Thursday, March 20, 2014

Microsoft 70-480: Create a web worker process

Exam Objectives


Start and stop a web worker; pass data to a web worker; configure timeouts and intervals on the web worker; register an event listener for the web worker; limitations of a web worker


Quick Overview of Training Materials



Programming in HTML5 with JavaScript and CSS3 - Training Guide - Chapter 9 (a whole 2 pages)
Advanced Windows Store App Development with HTML5 Jump Start - Module 1
MSDN - Introduction to HTML5 Web Workers: The JavaScript Multi-threading Approach

Because the browser user interface and the JavaScript interpreter run in the same execution thread, acheiving 'concurrency' has often meant using timers, intervals, or other asynchronous calls to avoid locking up the UI while JavaScript works on something heavy.  However, web workers not add a thread safe mechanism for adding concurrent execution to JavaScript programs. The spec does point out that web workers are relatively heavy weight, and shouldn't be spawned in great numbers. 

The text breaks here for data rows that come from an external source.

use clap::Parser;
use std::path::PathBuf;

use crate::config::BurnInConfig;
use crate::error::Result;
use crate::media::{BurnInStyle, ScreenPosition};
use crate::subtitle::TimingAdjustment;
use crate::transcribe::WhisperModel;
use crate::workflow::PipelineOptions;

#[derive(Parser, Debug)]
#[command(
    name = "subtitler",
    author,
    version,
    about = "Add English subtitles to videos with non-English audio",
    long_about = None
)]
pub struct Args {
    /// Path to the input video file
    pub video_file: PathBuf,

    /// Path to the output video file (default: <input>_subtitled.<ext>)
    #[arg(short, long)]
    pub output: Option<PathBuf>,

    /// Whisper model to use for transcription
    #[arg(short, long, value_enum, default_value_t = WhisperModel::Medium)]
    pub model: WhisperModel,

    /// Keep temporary files after processing
    #[arg(short, long)]
    pub keep_temp: bool,

    /// Font size for subtitles
    #[arg(short, long, default_value_t = 24)]
    pub font_size: u32,

    /// Position of subtitles
    #[arg(short, long, value_enum, default_value_t = ScreenPosition::LowerCenter)]
    pub position: ScreenPosition,

    /// Source language code (e.g., de for German, fr for French)
    #[arg(short, long, default_value = "de")]
    pub language: String,

    /// Enable verbose logging
    #[arg(short, long)]
    pub verbose: bool,

    /// Configuration file path (default: ./subtitler.toml if present)
    #[arg(short, long)]
    pub config: Option<PathBuf>,

    /// Shift all subtitles by this many milliseconds (may be negative)
    #[arg(long, default_value_t = 0, allow_negative_numbers = true)]
    pub offset_ms: i64,

    /// Stretch subtitle timing by this factor before shifting
    #[arg(long, default_value_t = 1.0)]
    pub scale_factor: f64,

    /// Subtitle text color (white, black, yellow, red, green, blue, cyan, magenta)
    #[arg(long)]
    pub font_color: Option<String>,

    /// Subtitle outline color
    #[arg(long)]
    pub outline_color: Option<String>,

    /// Subtitle outline width
    #[arg(long)]
    pub outline_width: Option<f64>,
}

impl Args {
    /// Burn-in style from the flags, falling back to the config file's colors
    pub fn burn_in_style(&self, defaults: &BurnInConfig) -> BurnInStyle {
        BurnInStyle {
            font_size: self.font_size,
            position: self.position,
            primary_color: self.font_color.clone().unwrap_or_else(|| defaults.primary_color.clone()),
            outline_color: self.outline_color.clone().unwrap_or_else(|| defaults.outline_color.clone()),
            outline_width: self.outline_width.unwrap_or(defaults.outline_width),
        }
    }

    pub fn pipeline_options(&self, defaults: &BurnInConfig) -> Result<PipelineOptions> {
        Ok(PipelineOptions {
            video_path: self.video_file.clone(),
            output_path: self.output.clone(),
            model: self.model,
            language: self.language.clone(),
            keep_temp: self.keep_temp,
            style: self.burn_in_style(defaults),
            timing: TimingAdjustment::new(self.offset_ms, self.scale_factor)?,
        })
    }
}
//! subtitler - add English subtitles to videos with non-English audio
//!
//! Extracts the audio track with ffmpeg, transcribes and translates it with
//! whisper, then burns the resulting subtitles into a copy of the video.

use anyhow::{Context, Result};
use clap::Parser;
use std::path::PathBuf;
use std::process::ExitCode;
use tracing::{error, info};

use subtitler::cli::Args;
use subtitler::config::Config;
use subtitler::logging::LoggingConfig;
use subtitler::setup::SetupManager;
use subtitler::workflow::Workflow;

#[tokio::main(flavor = "current_thread")]
async fn main() -> ExitCode {
    let args = Args::parse();

    let config = Config::load(args.config.as_deref());
    let logging = LoggingConfig::new(args.verbose)
        .with_directory(config.as_ref().ok().and_then(|c| c.logging.directory.clone()));
    let _guard = match logging.init() {
        Ok(guard) => guard,
        Err(e) => {
            eprintln!("{}", e);
            return ExitCode::FAILURE;
        }
    };

    info!("Starting video subtitling tool v{}", env!("CARGO_PKG_VERSION"));

    let config = match config {
        Ok(config) => config,
        Err(e) => {
            error!("Error: {}", e);
            return ExitCode::FAILURE;
        }
    };

    if let Err(e) = SetupManager::from_config(&config).check_dependencies() {
        error!("{}", e);
        error!("Missing required dependencies. Please install ffmpeg and whisper.");
        return ExitCode::FAILURE;
    }

    match run(&args, config).await {
        Ok(output) => {
            info!("Done: {}", output.display());
            ExitCode::SUCCESS
        }
        Err(e) => {
            error!("Error: {:#}", e);
            ExitCode::FAILURE
        }
    }
}

async fn run(args: &Args, config: Config) -> Result<PathBuf> {
    let options = args
        .pipeline_options(&config.burn_in)
        .context("Invalid arguments")?;

    let workflow = Workflow::new(config);
    let output = workflow
        .run(&options)
        .await
        .with_context(|| format!("Failed to subtitle {}", options.video_path.display()))?;

    Ok(output)
}
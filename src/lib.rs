//! subtitler - add English subtitles to videos with non-English audio
//!
//! Orchestrates ffmpeg (audio extraction, subtitle burn-in) and whisper
//! (transcription/translation) around a small SRT parse/write/retime core.

pub mod cli;
pub mod config;
pub mod error;
pub mod logging;
pub mod media;
pub mod paths;
pub mod process;
pub mod setup;
pub mod subtitle;
pub mod transcribe;
pub mod workdir;
pub mod workflow;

JSFiddle demo of web workers. Because I didn't feel like hosting a .js file elsewhere for my workers, I used the inline method.  I found out the hard way that just because a worker is on a different thread, crazy code can still crash the browser (like, oh, I don't know, continuously calculating prime numbers...). So yeah, if you want to try the example from the spec, put some kind of safeguard in place (like while(n<100000) or something):



Starting and Stopping the Web Worker


Starting a web worker is really not all that difficult. All you need is a JavaScript file to point the Worker() constructor at:

var worker = new Worker('myWorker.js');

Boom, you created a web worker. Now, if calling an external file is not ideal (like in the demo above), you can create a web worker out of a bunch of text by following a few steps:
  • First, create a <script> element with type="javascript/webworker". Or just "text", it really doesn't matter as long as the browser doesn't interpret it as JavaScript. Give it a unique id (say "worker" for this explaination).
     
  • In your main JS file, create a new variable of type Blob, passing to the Blob constructor the text content of the above <script> tag as an array. Basicallyl this means you have to wrap it in square brackets:

    var workBlob = new Blob([document.getElementById("worker").textContent]);
     
  • Once the Blob is created, we can use a nifty new function to create a URL from it:

    var blobURL = window.webkitURL.createObjectURL(workBlob) || window.URL.createObjectURL(workBlob);
     
  • Now we just create the worker more or less the same as before:

    var worker = new Worker(blobURL);
     

Whatever code is sitting in "myWorker.js" will run until you terminate the worker process by either calling  worker.terminate() from the main thread, or by sending a message to the worker that instructs it to call self.close(). One point that is important to note is that if you want to maintain control of your workers, you have to keep track of them (much like timing intervals on the window).  In the above example, if we call var worker = new Worker(blobURL); then whatever is in our <script> tag will be executed in another thread, perfect. But if we call worker = new Worker(blobURL); again, then the first worker will continue to execute and the variable worker will only point to the second web worker, so we won't be able to communicate with or terminate the first worker.  The above demo avoids this by creating an array of workers, so each new worker is pushed onto the array and they are all accessible by the array index.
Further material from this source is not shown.